Campaigns for similar anti-affirmative action measures are planned in the states of Arizona, Colorado, Florida, Massachusetts, Michigan, North Dakota, Ohio, Oregon, and Washington. Rep. Charles Canady from Florida has declared he will sponsor a bill in the U.S. Congress that would roll back federal affirmative action programs.
Meanwhile, the so-called Whitewater scandal continues to stalk Clinton. New York Times columnist A.M. Rosenthal wrote May 5 that he "rejected" the statement by Clinton and his wife Hillary that no one at the White House knew former Associate Attorney General Webster Hubbell was possibly facing criminal charges when he resigned from that post in 1994. Whitewater independent counsel Kenneth Starr is investigating whether Clinton or his aides helped find employment for Hubbell to encourage him not to cooperate with the Whitewater probe.

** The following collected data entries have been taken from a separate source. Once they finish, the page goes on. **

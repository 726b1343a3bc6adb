//! Test stream source: serves a fixed run of frames to every client.
//!
//! Each client gets `frames_per_client` frames, zero filled, sync byte at 0
//! and the frame index (mod 256) at 1. Blocking mode writes whole frames;
//! non-blocking mode resumes partial writes and sleeps on would-block.

use std::io::{self, Write};
use std::net::{SocketAddr, TcpListener, TcpStream};
use std::time::Duration;

use socket2::{Domain, Protocol, SockRef, Socket, Type};

use crate::cancel::CancelToken;
use crate::connection::Mode;
use crate::error::SourceError;
use crate::frame::{source_frame, FRAME_LEN};

/// Frames sent to each client by default.
pub const DEFAULT_FRAMES_PER_CLIENT: usize = 10_000;

/// Sleep before retrying a would-block send.
pub const SEND_RETRY_DELAY: Duration = Duration::from_millis(200);

/// Sleep between accept polls while no client is waiting.
const ACCEPT_POLL: Duration = Duration::from_millis(50);

const LISTEN_BACKLOG: i32 = 20;

/// Low-delay type of service, set on every client socket.
const CLIENT_TOS: u32 = 224;

#[derive(Debug, Clone, PartialEq, Eq)]
pub struct SourceConfig {
    pub frames_per_client: usize,
    pub mode: Mode,
    pub retry_delay: Duration,
}

impl Default for SourceConfig {
    fn default() -> Self {
        Self {
            frames_per_client: DEFAULT_FRAMES_PER_CLIENT,
            mode: Mode::Blocking,
            retry_delay: SEND_RETRY_DELAY,
        }
    }
}

/// Bind a listener with address reuse and a backlog of 20.
pub fn bind(addr: SocketAddr) -> Result<TcpListener, SourceError> {
    let bind_err = |source: io::Error| SourceError::Bind {
        addr: addr.to_string(),
        source,
    };
    let socket = Socket::new(Domain::for_address(addr), Type::STREAM, Some(Protocol::TCP))
        .map_err(bind_err)?;
    socket.set_reuse_address(true).map_err(bind_err)?;
    socket.bind(&addr.into()).map_err(bind_err)?;
    socket.listen(LISTEN_BACKLOG).map_err(bind_err)?;
    tracing::info!(%addr, "source listening");
    Ok(socket.into())
}

/// Accept clients one at a time and stream frames to each, until cancelled or
/// `max_clients` have been served. Returns the frames fully sent per client.
pub fn serve(
    listener: &TcpListener,
    config: &SourceConfig,
    cancel: &CancelToken,
    max_clients: Option<usize>,
) -> Result<Vec<usize>, SourceError> {
    listener.set_nonblocking(true)?;
    let mut sent = Vec::new();
    while max_clients.map_or(true, |max| sent.len() < max) {
        if cancel.is_cancelled() {
            break;
        }
        match listener.accept() {
            Ok((stream, peer)) => {
                tracing::info!(%peer, mode = %config.mode, "client accepted");
                let n = serve_client(stream, config, cancel)?;
                tracing::info!(%peer, frames = n, "client closed");
                sent.push(n);
            }
            Err(e) if e.kind() == io::ErrorKind::WouldBlock => {
                if cancel.sleep(ACCEPT_POLL) {
                    break;
                }
            }
            Err(e) if e.kind() == io::ErrorKind::Interrupted => {}
            Err(e) => return Err(SourceError::Accept(e)),
        }
    }
    Ok(sent)
}

fn serve_client(
    mut stream: TcpStream,
    config: &SourceConfig,
    cancel: &CancelToken,
) -> Result<usize, SourceError> {
    stream.set_nonblocking(config.mode == Mode::NonBlocking)?;
    stream.set_nodelay(true)?;
    if let Err(e) = SockRef::from(&stream).set_tos(CLIENT_TOS) {
        tracing::debug!(error = %e, "IP_TOS not applied");
    }
    for i in 0..config.frames_per_client {
        if cancel.is_cancelled() {
            return Ok(i);
        }
        let frame = source_frame(i);
        let result = match config.mode {
            Mode::Blocking => stream.write_all(&frame),
            Mode::NonBlocking => {
                send_non_blocking(&mut stream, &frame, config.retry_delay, cancel)
            }
        };
        if let Err(e) = result {
            if e.kind() == io::ErrorKind::ConnectionReset {
                tracing::warn!(frame = i, "connection reset");
            } else {
                tracing::warn!(frame = i, error = %e, "send failed");
            }
            return Ok(i);
        }
        tracing::trace!(frame = i, "sent");
    }
    Ok(config.frames_per_client)
}

/// Send one frame on a non-blocking socket, resuming after partial writes.
fn send_non_blocking(
    stream: &mut TcpStream,
    frame: &[u8; FRAME_LEN],
    retry_delay: Duration,
    cancel: &CancelToken,
) -> io::Result<()> {
    let mut offset = 0;
    while offset < FRAME_LEN {
        match stream.write(&frame[offset..]) {
            Ok(0) => return Err(io::Error::new(io::ErrorKind::WriteZero, "send returned 0")),
            Ok(n) => offset += n,
            Err(e) if e.kind() == io::ErrorKind::WouldBlock => {
                tracing::trace!(offset, "send would block");
                if cancel.sleep(retry_delay) {
                    return Err(io::Error::new(io::ErrorKind::Interrupted, "cancelled"));
                }
            }
            Err(e) if e.kind() == io::ErrorKind::Interrupted => {}
            Err(e) => return Err(e),
        }
    }
    Ok(())
}

#[cfg(test)]
mod tests {
    use super::*;
    use crate::frame::SYNC_BYTE;
    use std::io::Read;

    fn loopback() -> TcpListener {
        bind("127.0.0.1:0".parse().unwrap()).unwrap()
    }

    fn read_all(addr: SocketAddr) -> Vec<u8> {
        let mut stream = TcpStream::connect(addr).unwrap();
        let mut out = Vec::new();
        stream.read_to_end(&mut out).unwrap();
        out
    }

    #[test]
    fn blocking_source_sends_indexed_frames() {
        let listener = loopback();
        let addr = listener.local_addr().unwrap();
        let client = std::thread::spawn(move || read_all(addr));
        let config = SourceConfig {
            frames_per_client: 300,
            ..SourceConfig::default()
        };
        let sent = serve(&listener, &config, &CancelToken::new(), Some(1)).unwrap();
        assert_eq!(sent, vec![300]);

        let data = client.join().unwrap();
        assert_eq!(data.len(), 300 * FRAME_LEN);
        for (i, frame) in data.chunks(FRAME_LEN).enumerate() {
            assert_eq!(frame[0], SYNC_BYTE);
            assert_eq!(frame[1], i as u8);
        }
    }

    #[test]
    fn non_blocking_source_sends_every_byte() {
        let listener = loopback();
        let addr = listener.local_addr().unwrap();
        let client = std::thread::spawn(move || read_all(addr));
        let config = SourceConfig {
            frames_per_client: 500,
            mode: Mode::NonBlocking,
            retry_delay: Duration::from_millis(5),
        };
        let sent = serve(&listener, &config, &CancelToken::new(), Some(1)).unwrap();
        assert_eq!(sent, vec![500]);
        assert_eq!(client.join().unwrap().len(), 500 * FRAME_LEN);
    }

    #[test]
    fn cancel_stops_idle_accept_loop() {
        let listener = loopback();
        let cancel = CancelToken::new();
        let remote = cancel.clone();
        let canceller = std::thread::spawn(move || {
            std::thread::sleep(Duration::from_millis(30));
            remote.cancel();
        });
        let sent = serve(&listener, &SourceConfig::default(), &cancel, None).unwrap();
        canceller.join().unwrap();
        assert!(sent.is_empty());
    }

    #[test]
    fn bind_conflict_is_reported() {
        let listener = std::net::TcpListener::bind("127.0.0.1:0").unwrap();
        let addr = listener.local_addr().unwrap();
        assert!(matches!(bind(addr), Err(SourceError::Bind { .. })));
    }
}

In 1994 Clinton met with James Riady, whose family owns the Indonesian-based Lippo Group, shortly before he held a meeting with Hubbell. Later, the Lippo Group hired Hubbell for $100,000, a few months before he went to prison for bilking the Rose Law Firm in Little Rock, Arkansas, where he was a partner with Hillary Clinton.
Rosenthal wrote that he was now convinced the Clintons
risked "an obstruction of justice charge, the accusation
that led to Richard Nixon's resignation."